One key factor that affects enrollee access is provider payment rates, which are often lower in the Medicaid program than under Medicare or commercial insurance. CMS seeks public comments on how to ensure that Medicaid and CHIP reimbursement rates are adequate to attract and retain a sufficient number of providers, including providers with historically low participation rates (e.g., dental and behavioral health providers).
- How can CMS assess the impact of state payment policies and contracting arrangements on access in order to identify and promote the most favorable arrangements?
- For some services, such as inpatient hospital services, it is possible to compare Medicaid FFS rates against Medicare rates. How should CMS assess payment sufficiency for services that are not covered under Medicare, such as most HCBS and dental services?
- How can CMS align payment standards across Medicaid and CHIP, across FFS and managed care delivery systems, and across service types to ensure access to services is as consistent as possible for all enrollees?
- In addition to payment considerations, CMS is interested in policies that could help reduce the administrative costs associated with provider participation in Medicaid and CHIP (e.g., relating to claims denials or provider enrollment and credentialing).
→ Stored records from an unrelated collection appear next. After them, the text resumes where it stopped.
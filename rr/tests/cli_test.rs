//! Integration tests for the `rr` binary
//!
//! Every test runs in a scratch directory with its own config and data homes,
//! so no user config, project config or log file leaks in.

use std::fs;
use std::path::Path;

use assert_cmd::Command;
use predicates::prelude::*;
use tempfile::TempDir;

const SCENARIO: &str = r#"{
    "tasks": [
        {"id": 1, "task": "Write report", "mood": "Focused", "timestamp": "2025-06-11T08:00:00", "length": 60},
        {"id": 2, "task": "Answer emails", "mood": ["Tired", "Calm"], "timestamp": "2025-06-11T09:00:00", "length": 30}
    ],
    "blockedSlots": [{"start": "2025-06-11T10:00:00", "end": "2025-06-11T10:30:00"}],
    "currentMood": "Tired"
}"#;

const UNSET_KEY: &str = "RR_CLI_TEST_API_KEY_NEVER_SET";

fn rr(home: &Path) -> Command {
    let mut cmd = Command::cargo_bin("rr").expect("binary builds");
    cmd.current_dir(home)
        .env("HOME", home)
        .env("XDG_CONFIG_HOME", home.join("config"))
        .env("XDG_DATA_HOME", home.join("data"))
        .env_remove("RUST_LOG")
        .env_remove(UNSET_KEY);
    cmd
}

fn write_config(home: &Path, yaml: &str) -> std::path::PathBuf {
    let path = home.join("rr.yml");
    fs::write(&path, yaml).expect("write config");
    path
}

// =============================================================================
// Error surface
// =============================================================================

#[test]
fn test_missing_tasks_is_input_error() {
    let home = TempDir::new().expect("Failed to create temp dir");

    let output = rr(home.path())
        .args(["--now", "09:15"])
        .write_stdin(r#"{"blockedSlots": []}"#)
        .output()
        .expect("run rr");

    assert_eq!(output.status.code(), Some(1));
    assert!(output.stdout.is_empty(), "nothing on stdout after a failure");
    let stderr = String::from_utf8_lossy(&output.stderr);
    assert!(stderr.starts_with("input error:"), "stderr was: {stderr}");
    assert_eq!(stderr.lines().count(), 1);
}

#[test]
fn test_invalid_json_is_input_error() {
    let home = TempDir::new().expect("Failed to create temp dir");

    rr(home.path())
        .write_stdin("tasks: [1, 2")
        .assert()
        .failure()
        .code(1)
        .stdout(predicate::str::is_empty())
        .stderr(predicate::str::starts_with("input error:"));
}

#[test]
fn test_unreadable_input_file_is_input_error() {
    let home = TempDir::new().expect("Failed to create temp dir");

    rr(home.path())
        .args(["--input", "does-not-exist.json"])
        .assert()
        .failure()
        .stderr(predicate::str::starts_with("input error:"));
}

#[test]
fn test_bad_blocked_range_is_format_error() {
    let home = TempDir::new().expect("Failed to create temp dir");
    let input = r#"{"tasks": [], "blockedSlots": [{"start": "not-a-date", "end": "2025-06-11T10:30:00"}]}"#;

    rr(home.path())
        .args(["--dry-run", "--now", "09:15"])
        .write_stdin(input)
        .assert()
        .failure()
        .stdout(predicate::str::is_empty())
        .stderr(predicate::str::starts_with("format error:").and(predicate::str::contains("not-a-date")));
}

#[test]
fn test_bad_now_is_format_error() {
    let home = TempDir::new().expect("Failed to create temp dir");

    rr(home.path())
        .args(["--dry-run", "--now", "quarter past nine"])
        .write_stdin(SCENARIO)
        .assert()
        .failure()
        .stderr(predicate::str::starts_with("format error:"));
}

#[test]
fn test_missing_api_key_is_service_error() {
    let home = TempDir::new().expect("Failed to create temp dir");
    let config = write_config(home.path(), &format!("llm:\n  api-key-env: {}\n", UNSET_KEY));

    let output = rr(home.path())
        .arg("--config")
        .arg(&config)
        .args(["--now", "09:15"])
        .write_stdin(SCENARIO)
        .output()
        .expect("run rr");

    assert_eq!(output.status.code(), Some(1));
    assert!(output.stdout.is_empty());
    let stderr = String::from_utf8_lossy(&output.stderr);
    assert!(stderr.starts_with("service error:"), "stderr was: {stderr}");
    assert!(stderr.contains(UNSET_KEY));
    assert!(stderr.contains("check llm.api-key-env"), "stderr was: {stderr}");
    assert_eq!(stderr.lines().count(), 1);
}

#[test]
fn test_unknown_provider_is_service_error() {
    let home = TempDir::new().expect("Failed to create temp dir");
    let config = write_config(home.path(), "llm:\n  provider: carrier-pigeon\n");

    rr(home.path())
        .arg("--config")
        .arg(&config)
        .write_stdin(SCENARIO)
        .assert()
        .failure()
        .stderr(
            predicate::str::starts_with("service error:")
                .and(predicate::str::contains("carrier-pigeon"))
                .and(predicate::str::contains("api-key-env").not()),
        );
}

#[test]
fn test_broken_config_fails() {
    let home = TempDir::new().expect("Failed to create temp dir");
    let config = write_config(home.path(), "schedule:\n  day-start: nine\n");

    rr(home.path())
        .arg("--config")
        .arg(&config)
        .write_stdin(SCENARIO)
        .assert()
        .failure()
        .code(1)
        .stdout(predicate::str::is_empty())
        .stderr(predicate::str::starts_with("config error:"));
}

#[test]
fn test_skipped_project_config_is_logged() {
    let home = TempDir::new().expect("Failed to create temp dir");
    fs::write(
        home.path().join(".rescheduler.yml"),
        "log-level: DEBUG\nschedule:\n  day-start: nine\n",
    )
    .expect("write project config");

    rr(home.path())
        .args(["--dry-run", "--now", "09:15"])
        .write_stdin(SCENARIO)
        .assert()
        .success()
        .stderr(predicate::str::is_empty());

    let log = fs::read_to_string(home.path().join("data/rescheduler/logs/rescheduler.log")).expect("log written");
    assert!(log.contains("Failed to load config from .rescheduler.yml"), "log was: {log}");
    assert!(log.contains("read_input: called"), "log level from the skipped file still applies");
}

// =============================================================================
// Dry run
// =============================================================================

#[test]
fn test_dry_run_prints_prompt_without_key() {
    let home = TempDir::new().expect("Failed to create temp dir");
    let config = write_config(home.path(), &format!("llm:\n  api-key-env: {}\n", UNSET_KEY));

    rr(home.path())
        .arg("--config")
        .arg(&config)
        .args(["--dry-run", "--now", "09:15"])
        .write_stdin(SCENARIO)
        .assert()
        .success()
        .stdout(
            predicate::str::contains("The current time is 09:15")
                .and(predicate::str::contains("- 10:00 - 10:30"))
                .and(predicate::str::contains("currently feeling \"Tired\""))
                .and(predicate::str::contains("between 09:15 and 24:00")),
        )
        .stderr(predicate::str::is_empty());
}

#[test]
fn test_dry_run_reads_input_file_and_variant() {
    let home = TempDir::new().expect("Failed to create temp dir");
    let input = home.path().join("tasks.json");
    fs::write(&input, SCENARIO).expect("write input");

    rr(home.path())
        .arg("--input")
        .arg(&input)
        .args(["--dry-run", "--now", "07:30", "--variant", "base"])
        .assert()
        .success()
        .stdout(predicate::str::contains("between 09:00 and 18:00"));
}

#[test]
fn test_dry_run_accepts_bare_task_array() {
    let home = TempDir::new().expect("Failed to create temp dir");
    let input = r#"[{"id": 5, "task": "Walk", "mood": "Calm", "timestamp": "2025-06-11T17:00:00", "length": 20}]"#;

    rr(home.path())
        .args(["--dry-run", "--now", "16:00"])
        .write_stdin(input)
        .assert()
        .success()
        .stdout(predicate::str::contains("\"id\": 5").and(predicate::str::contains("are blocked").not()));
}

#[test]
fn test_current_time_file_is_written() {
    let home = TempDir::new().expect("Failed to create temp dir");
    let now_file = home.path().join("now.txt");
    let config = write_config(
        home.path(),
        &format!("debug:\n  current-time-file: {}\n", now_file.display()),
    );

    rr(home.path())
        .arg("--config")
        .arg(&config)
        .args(["--dry-run", "--now", "11:05"])
        .write_stdin(SCENARIO)
        .assert()
        .success();

    assert_eq!(fs::read_to_string(&now_file).expect("time file written"), "11:05");
}

#[test]
fn test_version_flag() {
    let home = TempDir::new().expect("Failed to create temp dir");

    rr(home.path())
        .arg("--version")
        .assert()
        .success()
        .stdout(predicate::str::starts_with("rr "));
}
Comments on the RFI are due April 18. The responses will inform CMS’ future guidance and rulemaking on issues related to enrollment, redeterminations, and access to care, as will CMS’ ongoing internal efforts to engage with subject matter experts, convene stakeholder roundtables, and perform regulatory gap analyses. Eligibility, enrollment, and access are important and complex topics, as evidenced by the consistent interest across administrations and the uneven history of proposed and final rulemaking. With this RFI, the Biden administration has publicly launched the most robust reassessment of these issues in more than half a decade. Achieving substantial reforms in these areas will require a concerted effort to clarify policy objectives and advance rulemaking. The outcome may be revised federal standards that significantly affect Medicaid operations for states and managed care plans, payment rates for participating providers, and enrollees’ ability to enroll in coverage and access covered services.
 See, for example, CMS’ recent toolkits regarding general state processes and managed care programs.
 Ex-parte renewals meaning renewals based on information available to the state, without any need for the enrollee to fill out a form.